■ **Your objective**: Sort through the data and copy the lines holding the word "Serialize".

Saved entries:
╭──

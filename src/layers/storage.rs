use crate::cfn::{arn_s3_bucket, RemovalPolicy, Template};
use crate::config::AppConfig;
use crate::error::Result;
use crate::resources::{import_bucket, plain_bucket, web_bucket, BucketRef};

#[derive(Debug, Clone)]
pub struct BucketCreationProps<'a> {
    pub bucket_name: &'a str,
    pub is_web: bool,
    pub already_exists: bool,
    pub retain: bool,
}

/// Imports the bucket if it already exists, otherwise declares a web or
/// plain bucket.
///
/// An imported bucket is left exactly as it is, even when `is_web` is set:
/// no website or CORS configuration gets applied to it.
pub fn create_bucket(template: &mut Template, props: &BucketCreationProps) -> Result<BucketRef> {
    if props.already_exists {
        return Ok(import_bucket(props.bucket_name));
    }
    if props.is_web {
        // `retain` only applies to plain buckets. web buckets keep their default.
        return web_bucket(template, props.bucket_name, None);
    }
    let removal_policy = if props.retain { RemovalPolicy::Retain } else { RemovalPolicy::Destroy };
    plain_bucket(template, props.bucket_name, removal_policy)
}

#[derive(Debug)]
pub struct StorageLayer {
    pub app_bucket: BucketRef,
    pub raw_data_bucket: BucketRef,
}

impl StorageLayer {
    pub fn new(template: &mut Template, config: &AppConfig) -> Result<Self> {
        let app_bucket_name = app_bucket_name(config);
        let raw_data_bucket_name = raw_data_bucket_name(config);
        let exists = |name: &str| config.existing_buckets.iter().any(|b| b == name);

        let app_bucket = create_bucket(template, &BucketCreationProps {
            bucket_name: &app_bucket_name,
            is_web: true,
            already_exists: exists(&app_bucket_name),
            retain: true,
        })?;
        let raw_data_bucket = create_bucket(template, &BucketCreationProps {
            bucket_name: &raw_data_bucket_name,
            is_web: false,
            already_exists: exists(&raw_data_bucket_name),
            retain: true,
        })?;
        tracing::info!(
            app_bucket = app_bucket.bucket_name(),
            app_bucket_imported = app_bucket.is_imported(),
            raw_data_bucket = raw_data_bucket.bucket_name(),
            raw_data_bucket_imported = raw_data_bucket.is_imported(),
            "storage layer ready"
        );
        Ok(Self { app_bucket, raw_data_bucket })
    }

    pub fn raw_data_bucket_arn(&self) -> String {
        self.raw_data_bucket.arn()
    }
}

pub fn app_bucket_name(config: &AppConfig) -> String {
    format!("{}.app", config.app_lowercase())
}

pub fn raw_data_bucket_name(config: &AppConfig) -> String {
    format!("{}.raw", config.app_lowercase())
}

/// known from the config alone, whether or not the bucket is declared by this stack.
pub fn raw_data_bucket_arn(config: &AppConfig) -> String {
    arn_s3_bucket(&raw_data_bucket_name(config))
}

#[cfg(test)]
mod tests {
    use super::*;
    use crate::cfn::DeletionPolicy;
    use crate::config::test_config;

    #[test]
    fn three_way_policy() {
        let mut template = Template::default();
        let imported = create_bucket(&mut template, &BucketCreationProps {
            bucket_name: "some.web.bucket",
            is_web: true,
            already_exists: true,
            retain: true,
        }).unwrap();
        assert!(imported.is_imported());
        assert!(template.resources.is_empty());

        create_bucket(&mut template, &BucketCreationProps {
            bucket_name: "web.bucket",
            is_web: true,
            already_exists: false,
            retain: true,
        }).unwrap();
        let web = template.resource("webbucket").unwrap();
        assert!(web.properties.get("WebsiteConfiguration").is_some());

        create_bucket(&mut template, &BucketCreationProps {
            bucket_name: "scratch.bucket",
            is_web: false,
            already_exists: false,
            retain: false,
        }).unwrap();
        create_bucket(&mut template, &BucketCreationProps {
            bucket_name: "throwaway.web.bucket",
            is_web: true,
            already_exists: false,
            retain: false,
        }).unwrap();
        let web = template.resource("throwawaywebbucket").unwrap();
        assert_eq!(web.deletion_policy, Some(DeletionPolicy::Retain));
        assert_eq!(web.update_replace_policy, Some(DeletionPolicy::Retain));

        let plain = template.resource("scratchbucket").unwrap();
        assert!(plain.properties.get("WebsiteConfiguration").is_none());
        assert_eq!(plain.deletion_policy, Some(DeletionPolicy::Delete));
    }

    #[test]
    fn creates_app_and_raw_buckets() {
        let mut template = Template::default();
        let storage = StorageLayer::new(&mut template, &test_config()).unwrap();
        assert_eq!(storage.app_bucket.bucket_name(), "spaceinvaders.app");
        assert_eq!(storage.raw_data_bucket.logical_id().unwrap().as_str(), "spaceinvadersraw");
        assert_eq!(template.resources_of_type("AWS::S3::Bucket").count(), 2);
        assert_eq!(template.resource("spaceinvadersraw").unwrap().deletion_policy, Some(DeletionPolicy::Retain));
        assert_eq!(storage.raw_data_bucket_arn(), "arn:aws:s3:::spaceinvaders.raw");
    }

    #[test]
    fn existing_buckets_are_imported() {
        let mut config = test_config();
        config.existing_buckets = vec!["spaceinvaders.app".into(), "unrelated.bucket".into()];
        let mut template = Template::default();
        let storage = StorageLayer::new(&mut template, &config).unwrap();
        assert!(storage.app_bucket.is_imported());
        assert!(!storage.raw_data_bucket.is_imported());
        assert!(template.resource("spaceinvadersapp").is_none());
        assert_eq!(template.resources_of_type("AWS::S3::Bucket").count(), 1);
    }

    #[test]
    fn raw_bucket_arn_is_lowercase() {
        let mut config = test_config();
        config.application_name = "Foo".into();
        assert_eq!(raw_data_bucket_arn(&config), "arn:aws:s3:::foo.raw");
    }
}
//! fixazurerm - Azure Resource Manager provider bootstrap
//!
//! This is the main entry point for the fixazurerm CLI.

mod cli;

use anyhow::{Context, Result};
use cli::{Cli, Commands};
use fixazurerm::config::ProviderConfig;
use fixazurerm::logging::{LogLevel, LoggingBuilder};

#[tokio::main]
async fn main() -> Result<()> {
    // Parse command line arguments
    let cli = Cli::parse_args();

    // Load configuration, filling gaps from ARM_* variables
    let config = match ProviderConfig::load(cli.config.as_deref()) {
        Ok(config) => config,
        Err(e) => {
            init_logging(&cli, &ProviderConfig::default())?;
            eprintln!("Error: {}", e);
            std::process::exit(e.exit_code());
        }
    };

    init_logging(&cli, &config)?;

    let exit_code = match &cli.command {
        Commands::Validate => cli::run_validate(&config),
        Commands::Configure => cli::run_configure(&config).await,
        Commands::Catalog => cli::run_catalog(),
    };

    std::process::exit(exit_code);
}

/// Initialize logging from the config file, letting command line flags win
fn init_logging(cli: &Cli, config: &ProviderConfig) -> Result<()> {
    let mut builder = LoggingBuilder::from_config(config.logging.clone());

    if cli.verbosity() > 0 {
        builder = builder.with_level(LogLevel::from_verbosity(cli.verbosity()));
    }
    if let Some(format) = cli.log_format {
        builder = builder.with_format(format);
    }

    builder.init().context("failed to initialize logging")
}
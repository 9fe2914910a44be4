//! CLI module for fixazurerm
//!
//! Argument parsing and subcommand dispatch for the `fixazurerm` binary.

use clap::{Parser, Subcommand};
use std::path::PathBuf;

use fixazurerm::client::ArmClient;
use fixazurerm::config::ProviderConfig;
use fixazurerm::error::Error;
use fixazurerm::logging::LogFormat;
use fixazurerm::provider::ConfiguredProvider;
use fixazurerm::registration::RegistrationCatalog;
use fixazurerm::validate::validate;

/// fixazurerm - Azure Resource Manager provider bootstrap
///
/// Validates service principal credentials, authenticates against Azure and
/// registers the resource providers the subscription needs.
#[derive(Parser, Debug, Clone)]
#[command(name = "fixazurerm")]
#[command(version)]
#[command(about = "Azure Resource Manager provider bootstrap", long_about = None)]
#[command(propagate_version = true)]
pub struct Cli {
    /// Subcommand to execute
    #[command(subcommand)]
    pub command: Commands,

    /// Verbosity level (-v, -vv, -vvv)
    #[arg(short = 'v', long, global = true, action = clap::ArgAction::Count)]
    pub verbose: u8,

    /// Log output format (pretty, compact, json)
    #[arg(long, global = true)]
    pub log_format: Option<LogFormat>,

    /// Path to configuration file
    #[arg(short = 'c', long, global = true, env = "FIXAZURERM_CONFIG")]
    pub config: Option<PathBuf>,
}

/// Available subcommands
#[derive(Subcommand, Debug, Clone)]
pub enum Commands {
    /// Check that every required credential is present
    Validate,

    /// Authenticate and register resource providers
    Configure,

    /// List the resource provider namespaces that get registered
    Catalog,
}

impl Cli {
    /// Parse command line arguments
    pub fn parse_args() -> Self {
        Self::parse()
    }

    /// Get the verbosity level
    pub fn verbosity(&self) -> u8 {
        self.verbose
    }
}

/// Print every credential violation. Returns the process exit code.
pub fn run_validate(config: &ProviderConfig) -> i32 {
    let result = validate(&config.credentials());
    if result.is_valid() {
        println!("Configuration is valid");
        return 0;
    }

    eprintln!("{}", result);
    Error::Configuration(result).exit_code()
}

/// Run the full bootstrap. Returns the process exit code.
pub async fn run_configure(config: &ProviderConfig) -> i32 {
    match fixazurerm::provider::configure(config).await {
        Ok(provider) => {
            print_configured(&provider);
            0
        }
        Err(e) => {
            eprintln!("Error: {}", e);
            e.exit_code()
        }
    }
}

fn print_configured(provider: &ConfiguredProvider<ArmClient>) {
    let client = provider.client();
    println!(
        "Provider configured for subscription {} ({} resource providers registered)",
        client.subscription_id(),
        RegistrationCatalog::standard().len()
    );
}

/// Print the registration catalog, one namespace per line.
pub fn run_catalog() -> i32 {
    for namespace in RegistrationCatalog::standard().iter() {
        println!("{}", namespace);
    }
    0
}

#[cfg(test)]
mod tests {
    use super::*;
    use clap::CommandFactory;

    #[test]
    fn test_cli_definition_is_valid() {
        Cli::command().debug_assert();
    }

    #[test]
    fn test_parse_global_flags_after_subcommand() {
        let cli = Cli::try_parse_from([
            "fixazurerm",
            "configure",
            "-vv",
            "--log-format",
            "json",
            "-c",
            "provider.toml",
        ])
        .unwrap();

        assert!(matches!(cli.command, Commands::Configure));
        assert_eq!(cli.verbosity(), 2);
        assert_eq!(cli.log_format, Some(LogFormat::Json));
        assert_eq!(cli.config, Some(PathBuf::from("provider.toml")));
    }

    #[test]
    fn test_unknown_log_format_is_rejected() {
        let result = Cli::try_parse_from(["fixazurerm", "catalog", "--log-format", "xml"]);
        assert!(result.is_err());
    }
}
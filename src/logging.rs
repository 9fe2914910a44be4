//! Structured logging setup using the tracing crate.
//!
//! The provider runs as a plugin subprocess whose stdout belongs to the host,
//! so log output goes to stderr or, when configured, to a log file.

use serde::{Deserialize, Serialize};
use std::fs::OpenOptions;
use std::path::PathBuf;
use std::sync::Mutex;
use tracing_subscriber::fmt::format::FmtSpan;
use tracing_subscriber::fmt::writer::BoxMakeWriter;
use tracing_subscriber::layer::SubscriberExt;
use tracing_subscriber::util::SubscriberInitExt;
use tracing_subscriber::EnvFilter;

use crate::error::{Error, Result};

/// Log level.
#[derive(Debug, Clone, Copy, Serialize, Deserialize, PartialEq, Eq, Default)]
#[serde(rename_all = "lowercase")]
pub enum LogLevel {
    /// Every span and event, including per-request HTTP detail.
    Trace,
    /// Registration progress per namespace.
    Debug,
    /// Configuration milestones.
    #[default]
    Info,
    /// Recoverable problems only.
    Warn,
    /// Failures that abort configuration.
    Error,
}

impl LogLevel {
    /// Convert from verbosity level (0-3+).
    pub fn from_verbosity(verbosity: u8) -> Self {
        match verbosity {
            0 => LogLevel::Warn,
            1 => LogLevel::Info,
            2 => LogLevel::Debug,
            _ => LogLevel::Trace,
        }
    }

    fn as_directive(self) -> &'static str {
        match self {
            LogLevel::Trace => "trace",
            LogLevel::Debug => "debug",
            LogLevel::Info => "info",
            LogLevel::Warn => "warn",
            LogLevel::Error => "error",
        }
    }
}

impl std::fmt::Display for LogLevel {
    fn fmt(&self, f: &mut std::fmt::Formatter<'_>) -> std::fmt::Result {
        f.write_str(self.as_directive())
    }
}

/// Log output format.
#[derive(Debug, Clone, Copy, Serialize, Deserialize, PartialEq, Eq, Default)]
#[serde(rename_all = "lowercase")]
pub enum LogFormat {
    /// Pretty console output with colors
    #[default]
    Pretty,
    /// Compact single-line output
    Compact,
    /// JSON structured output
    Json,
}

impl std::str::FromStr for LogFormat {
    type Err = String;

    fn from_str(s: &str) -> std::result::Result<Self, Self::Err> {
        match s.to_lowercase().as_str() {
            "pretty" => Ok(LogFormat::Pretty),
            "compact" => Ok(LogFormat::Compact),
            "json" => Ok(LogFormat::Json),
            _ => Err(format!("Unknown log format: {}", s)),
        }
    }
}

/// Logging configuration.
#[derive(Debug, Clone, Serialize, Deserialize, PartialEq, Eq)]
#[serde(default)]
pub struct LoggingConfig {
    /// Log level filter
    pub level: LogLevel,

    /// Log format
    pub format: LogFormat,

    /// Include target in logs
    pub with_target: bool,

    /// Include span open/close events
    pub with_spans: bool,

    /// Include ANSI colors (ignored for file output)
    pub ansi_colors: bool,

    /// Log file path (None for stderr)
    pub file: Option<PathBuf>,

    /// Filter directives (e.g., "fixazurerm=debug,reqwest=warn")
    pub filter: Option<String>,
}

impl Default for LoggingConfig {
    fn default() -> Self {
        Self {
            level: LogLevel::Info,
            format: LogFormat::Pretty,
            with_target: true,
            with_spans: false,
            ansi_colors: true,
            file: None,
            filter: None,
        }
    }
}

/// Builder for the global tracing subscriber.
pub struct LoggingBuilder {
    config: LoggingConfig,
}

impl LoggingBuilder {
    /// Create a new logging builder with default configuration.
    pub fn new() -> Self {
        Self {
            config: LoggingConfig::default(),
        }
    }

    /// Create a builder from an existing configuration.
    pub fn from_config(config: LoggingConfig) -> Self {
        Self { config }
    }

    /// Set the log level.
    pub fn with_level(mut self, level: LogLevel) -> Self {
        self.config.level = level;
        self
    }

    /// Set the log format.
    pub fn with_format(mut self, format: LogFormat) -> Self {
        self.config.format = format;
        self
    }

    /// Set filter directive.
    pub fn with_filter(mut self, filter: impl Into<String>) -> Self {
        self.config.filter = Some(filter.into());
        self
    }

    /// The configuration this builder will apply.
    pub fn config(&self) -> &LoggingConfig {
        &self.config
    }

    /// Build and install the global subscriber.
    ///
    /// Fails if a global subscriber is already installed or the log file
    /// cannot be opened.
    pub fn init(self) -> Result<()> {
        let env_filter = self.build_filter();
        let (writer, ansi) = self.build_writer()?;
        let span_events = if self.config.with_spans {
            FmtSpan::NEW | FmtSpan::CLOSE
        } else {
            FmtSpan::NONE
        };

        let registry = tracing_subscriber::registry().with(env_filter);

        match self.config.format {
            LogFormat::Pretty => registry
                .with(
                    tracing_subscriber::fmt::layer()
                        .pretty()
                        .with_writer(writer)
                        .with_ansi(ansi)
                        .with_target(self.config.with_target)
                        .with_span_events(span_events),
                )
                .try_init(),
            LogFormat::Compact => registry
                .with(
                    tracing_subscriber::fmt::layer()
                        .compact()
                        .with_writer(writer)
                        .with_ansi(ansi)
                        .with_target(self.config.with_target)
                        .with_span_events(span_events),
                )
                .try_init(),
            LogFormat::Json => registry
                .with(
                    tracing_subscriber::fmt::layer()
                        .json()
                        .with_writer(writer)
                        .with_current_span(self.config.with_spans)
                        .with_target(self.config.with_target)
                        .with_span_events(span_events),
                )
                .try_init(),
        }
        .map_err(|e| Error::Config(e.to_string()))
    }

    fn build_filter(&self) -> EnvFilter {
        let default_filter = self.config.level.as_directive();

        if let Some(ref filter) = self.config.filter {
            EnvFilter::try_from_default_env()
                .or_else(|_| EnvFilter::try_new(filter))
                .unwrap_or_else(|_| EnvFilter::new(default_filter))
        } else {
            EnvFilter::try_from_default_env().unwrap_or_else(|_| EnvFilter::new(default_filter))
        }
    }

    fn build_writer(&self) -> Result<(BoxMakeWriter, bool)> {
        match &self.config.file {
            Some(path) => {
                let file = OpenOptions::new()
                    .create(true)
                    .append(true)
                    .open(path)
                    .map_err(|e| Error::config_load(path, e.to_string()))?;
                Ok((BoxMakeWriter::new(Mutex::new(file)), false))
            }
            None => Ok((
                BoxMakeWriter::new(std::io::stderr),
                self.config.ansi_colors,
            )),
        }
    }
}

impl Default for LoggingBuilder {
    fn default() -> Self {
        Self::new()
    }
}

╰──

■ **Answer for this exercise**:
use serde::{Deserialize, Serialize};
#[derive(Debug, Clone, Copy, Serialize, Deserialize, PartialEq, Eq, Default)]
#[derive(Debug, Clone, Copy, Serialize, Deserialize, PartialEq, Eq, Default)]
#[derive(Debug, Clone, Serialize, Deserialize, PartialEq, Eq)]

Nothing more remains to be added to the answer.